FDA grants rare pediatric disease designation to MediciNova’s MN-166 to treat Krabbe disease

Under the FDA’s rare pediatric disease priority review voucher program, the sponsor may be eligible for a voucher that can be used to obtain a priority review for a subsequent human drug application. The FDA has previously granted orphan drug designation to MN-166 (ibudilast) for treatment of Krabbe disease.

MediciNova president and CEO Yuichi Iwaki said: "We are very pleased to receive Rare Pediatric Disease Designation for MN-166 for treatment of Krabbe Disease. There is an unmet medical need for treatment of Krabbe disease in the pediatric population and we plan to work closely with the FDA and clinical experts to evaluate MN-166 in the pediatric population."

About Krabbe Disease

Krabbe disease is a rare genetic degenerative disorder for which there is no cure and is generally fatal before two years of age. Krabbe disease has 4 clinical subtypes (Types 1 – 4), distinguished by age of onset. In the vast majority of cases, the symptoms of Krabbe disease begin at age 0 – 6 months (Type 1 early infantile form).

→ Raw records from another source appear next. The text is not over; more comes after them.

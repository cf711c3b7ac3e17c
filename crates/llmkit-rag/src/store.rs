//! Vector Store Contract
//!
//! The interface every vector database integration implements. Concrete
//! stores (pgvector over a connection pool, Qdrant over gRPC) live outside
//! this crate; the pipeline and tests only ever see this trait.

use async_trait::async_trait;
use serde::{Deserialize, Serialize};
use serde_json::{Map, Value};

use crate::error::Result;

/// A single document in the vector store.
///
/// Retrieved text lives under `metadata["content"]`; stores may attach any
/// further metadata they track.
#[derive(Clone, Debug, Serialize, Deserialize)]
pub struct Document {
    pub id: String,
    #[serde(default)]
    pub metadata: Map<String, Value>,
}

impl Document {
    /// The stored document text, if present
    pub fn content(&self) -> Option<&str> {
        self.metadata.get("content").and_then(Value::as_str)
    }
}

/// Ranked-query options.
///
/// `selector` names the embedding space to search (a collection or
/// per-backend table in real stores); stores with a single space may
/// ignore it.
#[derive(Clone, Debug)]
pub struct QueryOptions {
    pub limit: usize,
    pub selector: Option<String>,
}

impl Default for QueryOptions {
    fn default() -> Self {
        Self {
            limit: 5,
            selector: None,
        }
    }
}

impl QueryOptions {
    pub fn with_limit(limit: usize) -> Self {
        Self {
            limit,
            ..Self::default()
        }
    }

    pub fn selector(mut self, selector: impl Into<String>) -> Self {
        self.selector = Some(selector.into());
        self
    }
}

/// Interface implemented by vector database integrations.
#[async_trait]
pub trait VectorStore: Send + Sync {
    /// Store a document's text and embedding under a generated id.
    async fn insert_document(&self, content: &str, embedding: &[f32]) -> Result<()>;

    /// Return the documents most relevant to the query embedding, best
    /// match first.
    async fn query_relevant_documents(
        &self,
        embedding: &[f32],
        opts: &QueryOptions,
    ) -> Result<Vec<Document>>;

    /// Store an embedding and metadata under an explicit document id.
    async fn save_embeddings(
        &self,
        doc_id: &str,
        embedding: &[f32],
        metadata: Map<String, Value>,
    ) -> Result<()>;
}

Initial signs and symptoms typically include irritability (e.g., excessive crying), limb spasticity, absent reflexes, muscle weakness, feeding difficulties, episodes of fever with no sign of infection, stiff posture, and slowed or regressed neurocognitive development. As the disease progresses, muscles continue to weaken, affecting the infant’s ability to move, chew, swallow, and breathe.

Affected infants also experience vision loss and seizures, regress rapidly to a decerebrate condition and usually succumb to the disease before their 2nd birthday. Approximately 10% of patients present symptoms later in life, including in adulthood (Types 2 – 4).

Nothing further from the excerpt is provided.